Version française
BEYOND THE WEB: 
Technologies, Knowledge and People 

CAIS 2001

29th Annual Conference
of the
Canadian Association for Information Science
to be held with the
Congress for the Social Sciences and Humanities of Canada
Université Laval
Québec, Canada 
May 27-29, 2001

ANNOUNCEMENT AND CALL FOR PAPERS

ANNOUNCEMENT

 The Canadian Association for Information Science is pleased to announce its 29th annual conference, "Beyond the Web: Technologies, Knowledge and People," to be held with the Congress for the Social Sciences and Humanities of Canada at the Université Laval, Québec, May 27-29, 2001.
 
 

CALL FOR PAPERS

 We invite proposals for papers in either French or English, from all areas of Information Science: from the academic, government and private sectors, and from faculty and doctoral students. Information Science exists at the juncture of different disciplines, methodologies, concerns and approaches. In this field, theory meets practice; people interact with technology; conventional libraries are integrated into information architectures; computing power confronts articulated policy; data becomes knowledge. All of our work, however specialized, takes place in a broader context of diverse and challenging scholarship: library science, mathematics, computer science, management science, sociology, education, psychology, philosophy, economics, political science and cultural studies.

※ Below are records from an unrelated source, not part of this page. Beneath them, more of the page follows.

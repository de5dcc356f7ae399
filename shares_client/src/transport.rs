//! Blocking HTTP transport used by the fetch pipeline.
//!
//! The pipeline only needs `GET` with a status and a text body, so the transport
//! is a one-method trait. Production code uses `reqwest`'s blocking client; tests
//! plug in a scripted stub.
use std::time::Duration;

use log::debug;
use shares_common::SharesError;

/// Status and body of a completed request.
#[derive(Debug, Clone, PartialEq, Eq)]
pub struct HttpResponse {
    pub status: u16,
    pub body: String,
}

impl HttpResponse {
    pub fn new(status: u16, body: impl Into<String>) -> Self {
        Self {
            status,
            body: body.into(),
        }
    }

    /// The API answers `200` and nothing else on success.
    pub const fn is_ok(&self) -> bool {
        self.status == 200
    }
}

/// Transport contract: a failed exchange is a [`SharesError::Server`].
pub trait HttpTransport: Send + Sync {
    fn get(&self, url: &str) -> Result<HttpResponse, SharesError>;
}

/// Transport backed by `reqwest::blocking`.
#[derive(Debug, Clone)]
pub struct ReqwestTransport {
    client: reqwest::blocking::Client,
}

impl ReqwestTransport {
    pub fn new(timeout: Duration) -> Result<Self, SharesError> {
        let client = reqwest::blocking::Client::builder()
            .user_agent(concat!("shares/", env!("CARGO_PKG_VERSION")))
            .timeout(timeout)
            .build()
            .map_err(|e| SharesError::Config(format!("failed to build HTTP client: {}", e)))?;
        Ok(Self { client })
    }
}

impl HttpTransport for ReqwestTransport {
    fn get(&self, url: &str) -> Result<HttpResponse, SharesError> {
        // Errors carry the URL, and the URL carries the token.
        let response = self.client.get(url).send().map_err(|e| {
            let e = e.without_url();
            if e.is_timeout() {
                SharesError::Server(format!("request timeout: {}", e))
            } else if e.is_connect() {
                SharesError::Server(format!("connection failed: {}", e))
            } else {
                SharesError::Server(format!("request failed: {}", e))
            }
        })?;

        let status = response.status().as_u16();
        let body = response.text().map_err(|e| {
            SharesError::Server(format!("failed to read response body: {}", e.without_url()))
        })?;
        debug!("HTTP {} ({} bytes)", status, body.len());

        Ok(HttpResponse { status, body })
    }
}


#[cfg(test)]
mod tests {
    use super::stub::StubTransport;
    use super::*;

    #[test]
    fn only_200_counts_as_ok() {
        assert!(HttpResponse::new(200, "{}").is_ok());
        assert!(!HttpResponse::new(204, "").is_ok());
        assert!(!HttpResponse::new(500, "").is_ok());
    }

    #[test]
    fn stub_answers_first_matching_route_and_counts_hits() {
        let stub = StubTransport::new()
            .route("/quote", 200, "{}")
            .fail("/logo", "boom");

        assert_eq!(stub.get("http://x/stock/AAPL/quote?token=t").expect("ok").status, 200);
        assert!(stub.get("http://x/stock/AAPL/logo?token=t").is_err());
        assert_eq!(stub.get("http://x/other").expect("ok").status, 404);
        assert_eq!(stub.hits_for("/quote"), 1);
        assert_eq!(stub.hits_for("http://x"), 3);
    }

    #[test]
    fn reqwest_transport_builds() {
        assert!(ReqwestTransport::new(Duration::from_millis(500)).is_ok());
    }
}
//! Data model types owned by the client.
//!
//! - `directory` — the selectable company list and where it comes from.
pub mod directory;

Preference, therefore, will be given to proposals which stretch beyond conventional disciplinary boundaries, and which either place specific research within a broader context, or which exploit theories from different disciplines to understand information environments and concerns. The conference will have three distinct but related themes:

Technologies
How new theories and applications of information technology are shaping and reshaping our information preferences and expectations, within traditional libraries, archives, and other burgeoning information systems and services.

Knowledge
How discourse communities, fields of knowledge and information ecologies are defining and redefining themselves in changing technological, social and political contexts.

People
How individuals, and their many diverse communities, interact with their information environments, both technological and intellectual, at a cognitive, cultural or intellectual level.
 

SUBMISSIONS

Proposals for CAIS/ACSI 2001 may be in English or in French; they should be 500 words long and specify how they relate to at least one of the conference themes. Proposals should be as specific and informative as possible, and clearly indicate the paper's methodological and/or theoretical basis. Deadline for proposals is January 15, 2001. Proposals will be reviewed by the Program Committee, and acceptance decisions will be announced by mid-February. Papers to appear in the printed proceedings must be submitted no later than April 2, 2001.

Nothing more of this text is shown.